The research is published in the Journal of Personality and Social Psychology and was conducted by Tomiko Yoneda et al.

In the study, the team focused on the role three of the so-called “Big Five” personality traits (conscientiousness, neuroticism, and extraversion) play in cognitive functioning later in life.

People who score high in conscientiousness tend to be responsible, organized, hard-working, and goal-directed.

Those who score high on neuroticism have low emotional stability and have a tendency toward mood swings, anxiety, depression, self-doubt, and other negative feelings.

Extraverts draw energy from being around others and directing their energies toward people and the outside world.

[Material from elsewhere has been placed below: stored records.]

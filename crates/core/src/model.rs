//! Roles, abilities and ability targets.

use chrono::{DateTime, Utc};
use serde::{Deserialize, Serialize};

use crate::{AbilityId, Model, ModelKey, RoleId};

/// Reserved ability name meaning "any ability".
pub const WILDCARD: &str = "*";

/// A named, shared bundle of ability grants.
#[derive(Debug, Clone, PartialEq, Eq, Serialize, Deserialize)]
pub struct Role {
    pub id: RoleId,
    pub name: String,
    pub title: Option<String>,
    pub created_at: DateTime<Utc>,
}

/// What an ability applies to.
#[derive(Debug, Clone, PartialEq, Eq, Hash, PartialOrd, Ord, Serialize, Deserialize)]
#[serde(tag = "type", rename_all = "snake_case")]
pub enum AbilityScope {
    /// A bare named capability, not tied to any model.
    Unscoped,
    /// Every instance of a model class.
    Class { kind: String },
    /// A single model instance.
    Instance { model: ModelKey },
    /// Anything at all. Only the reserved "everything" ability uses this.
    Everything,
}

impl AbilityScope {
    /// Whether an ability with this scope applies to a request on `target`.
    pub fn covers(&self, target: Option<&Target>) -> bool {
        match (self, target) {
            (AbilityScope::Everything, _) => true,
            (AbilityScope::Unscoped, None) => true,
            (AbilityScope::Class { kind }, Some(t)) => t.kind() == kind,
            (AbilityScope::Instance { model }, Some(Target::Instance(m))) => model == m,
            _ => false,
        }
    }

    /// Coarse-to-fine rank used for precedence between grants.
    pub fn rank(&self) -> u8 {
        match self {
            AbilityScope::Everything => 0,
            AbilityScope::Unscoped | AbilityScope::Class { .. } => 1,
            AbilityScope::Instance { .. } => 2,
        }
    }
}

impl From<Target> for AbilityScope {
    fn from(target: Target) -> Self {
        match target {
            Target::Class(kind) => AbilityScope::Class { kind },
            Target::Instance(model) => AbilityScope::Instance { model },
        }
    }
}

/// A permission unit.
///
/// `(name, scope)` is unique across the store.
#[derive(Debug, Clone, PartialEq, Eq, Serialize, Deserialize)]
pub struct Ability {
    pub id: AbilityId,
    pub name: String,
    pub scope: AbilityScope,
    pub title: Option<String>,
    pub created_at: DateTime<Utc>,
}

impl Ability {
    pub fn key(&self) -> AbilityKey {
        AbilityKey {
            name: self.name.clone(),
            scope: self.scope.clone(),
        }
    }

    pub fn is_everything(&self) -> bool {
        self.name == WILDCARD && self.scope == AbilityScope::Everything
    }

    /// Whether this ability grants/forbids `name` on `target`.
    pub fn matches(&self, name: &str, target: Option<&Target>) -> bool {
        (self.name == name || self.name == WILDCARD) && self.scope.covers(target)
    }

    /// `(scope rank, exact name)`; larger is more specific.
    pub fn specificity(&self) -> (u8, bool) {
        (self.scope.rank(), self.name != WILDCARD)
    }
}

/// Natural key of an ability: `(name, target type, target id)`.
#[derive(Debug, Clone, PartialEq, Eq, Hash, PartialOrd, Ord, Serialize, Deserialize)]
pub struct AbilityKey {
    pub name: String,
    pub scope: AbilityScope,
}

impl AbilityKey {
    pub fn new(name: impl Into<String>, scope: AbilityScope) -> Self {
        Self {
            name: name.into(),
            scope,
        }
    }

    pub fn unscoped(name: impl Into<String>) -> Self {
        Self::new(name, AbilityScope::Unscoped)
    }

    pub fn everything() -> Self {
        Self::new(WILDCARD, AbilityScope::Everything)
    }
}

impl core::fmt::Display for AbilityKey {
    fn fmt(&self, f: &mut core::fmt::Formatter<'_>) -> core::fmt::Result {
        match &self.scope {
            AbilityScope::Unscoped => write!(f, "{}", self.name),
            AbilityScope::Class { kind } => write!(f, "{} on {}", self.name, kind),
            AbilityScope::Instance { model } => write!(f, "{} on {}", self.name, model),
            AbilityScope::Everything => f.write_str("everything"),
        }
    }
}

/// The thing an ability check is about: a model class or one model instance.
#[derive(Debug, Clone, PartialEq, Eq, Hash, PartialOrd, Ord, Serialize, Deserialize)]
#[serde(tag = "type", content = "value", rename_all = "snake_case")]
pub enum Target {
    Class(String),
    Instance(ModelKey),
}

impl Target {
    /// Target the whole class of `M`.
    pub fn class<M: Model>() -> Self {
        Target::Class(M::model_kind().to_string())
    }

    /// Target one instance.
    pub fn of<M: Model>(model: &M) -> Self {
        Target::Instance(model.model_key())
    }

    pub fn kind(&self) -> &str {
        match self {
            Target::Class(kind) => kind,
            Target::Instance(model) => &model.kind,
        }
    }
}

impl From<ModelKey> for Target {
    fn from(model: ModelKey) -> Self {
        Target::Instance(model)
    }
}

impl From<&ModelKey> for Target {
    fn from(model: &ModelKey) -> Self {
        Target::Instance(model.clone())
    }
}

#[cfg(test)]
mod tests {
    use super::*;

    fn ability(name: &str, scope: AbilityScope) -> Ability {
        Ability {
            id: AbilityId::new(1),
            name: name.to_string(),
            scope,
            title: None,
            created_at: Utc::now(),
        }
    }

    #[test]
    fn class_scope_covers_instances_but_not_the_reverse() {
        let user = ModelKey::new("User", "1");
        let class = ability("view", AbilityScope::Class { kind: "User".into() });
        let instance = ability("view", AbilityScope::Instance { model: user.clone() });

        assert!(class.matches("view", Some(&Target::Instance(user.clone()))));
        assert!(class.matches("view", Some(&Target::Class("User".into()))));
        assert!(instance.matches("view", Some(&Target::Instance(user))));
        assert!(!instance.matches("view", Some(&Target::Class("User".into()))));
        assert!(!class.matches("view", None));
    }

    #[test]
    fn everything_matches_any_request() {
        let everything = ability(WILDCARD, AbilityScope::Everything);
        assert!(everything.is_everything());
        assert!(everything.matches("ban-users", None));
        assert!(everything.matches("delete", Some(&Target::Class("Post".into()))));
        assert_eq!(everything.specificity(), (0, false));
    }

    #[test]
    fn unscoped_ability_ignores_targeted_requests() {
        let bare = ability("edit-site", AbilityScope::Unscoped);
        assert!(bare.matches("edit-site", None));
        assert!(!bare.matches("edit-site", Some(&Target::Class("Site".into()))));
        assert!(!bare.matches("ban-users", None));
    }

    #[test]
    fn keys_render_readably() {
        assert_eq!(AbilityKey::everything().to_string(), "everything");
        let key = AbilityKey::new("create", Target::Class("Account".into()).into());
        assert_eq!(key.to_string(), "create on Account");
    }
}
//! Role lookup and on-demand creation.

use tracing::{info, warn};

use bouncer_core::{BouncerError, BouncerResult, Role};
use bouncer_infra::EntityStore;

use crate::RoleRef;

/// Look a role up without creating it.
pub(crate) fn find<S>(store: &S, reference: &RoleRef) -> BouncerResult<Option<Role>>
where
    S: EntityStore + ?Sized,
{
    Ok(match reference {
        RoleRef::Entity(role) => Some(role.clone()),
        RoleRef::Id(id) => store.find_role(*id)?,
        RoleRef::Name(name) => store.find_role_by_name(name)?,
    })
}

/// Resolve a role that must already exist.
pub(crate) fn existing<S>(store: &S, reference: &RoleRef) -> BouncerResult<Role>
where
    S: EntityStore + ?Sized,
{
    find(store, reference)?.ok_or_else(|| BouncerError::not_found(reference.to_string()))
}

/// Resolve a role, creating it when referenced by an unknown name and
/// `create_missing` is set. Ids are never created.
pub(crate) fn resolve<S>(
    store: &S,
    reference: &RoleRef,
    create_missing: bool,
) -> BouncerResult<Role>
where
    S: EntityStore + ?Sized,
{
    match reference {
        RoleRef::Name(name) if create_missing => find_or_create(store, name, None),
        _ => existing(store, reference),
    }
}

/// Lookup-or-create by unique name, retrying the lookup on a uniqueness
/// conflict.
pub(crate) fn find_or_create<S>(store: &S, name: &str, title: Option<&str>) -> BouncerResult<Role>
where
    S: EntityStore + ?Sized,
{
    if let Some(role) = store.find_role_by_name(name)? {
        return Ok(role);
    }

    match store.create_role(name, title) {
        Ok(role) => {
            info!(role = %role.name, id = %role.id, "role created");
            Ok(role)
        }
        Err(err) if err.is_conflict() => {
            warn!(role = %name, "concurrent role creation; reading back");
            store.find_role_by_name(name)?.ok_or_else(|| {
                BouncerError::ambiguous(format!(
                    "role '{name}' conflicted on create but cannot be found"
                ))
            })
        }
        Err(err) => Err(err.into()),
    }
}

They tend to be enthusiastic, gregarious, talkative, and assertive.

In the study, researchers analyzed data from 1,954 participants living in the greater Chicago metropolitan region and northeastern Illinois.

Participants received a personality assessment and agreed to annual assessments of their cognitive abilities.

The team found participants who scored either high on conscientiousness or low in neuroticism were much less likely to progress from normal cognition to mild cognitive impairment over the course of the study.

Scoring approximately six more points on a conscientiousness scale ranging 0 to 48 was linked to a 22% decreased risk of transitioning from normal cognitive functioning to mild cognitive impairment.

Additionally, scoring approximately seven more points on a neuroticism scale of 0 to 48 was linked to a 12% increased risk of transition.

Researchers also found that participants who scored high on extraversion—along with those who scored either high on conscientiousness or low on neuroticism—tended to maintain normal cognitive functioning longer than others.

Additionally, individuals lower in neuroticism and higher in extraversion were more likely to recover to normal cognitive function after receiving a previous diagnosis of mild cognitive impairment.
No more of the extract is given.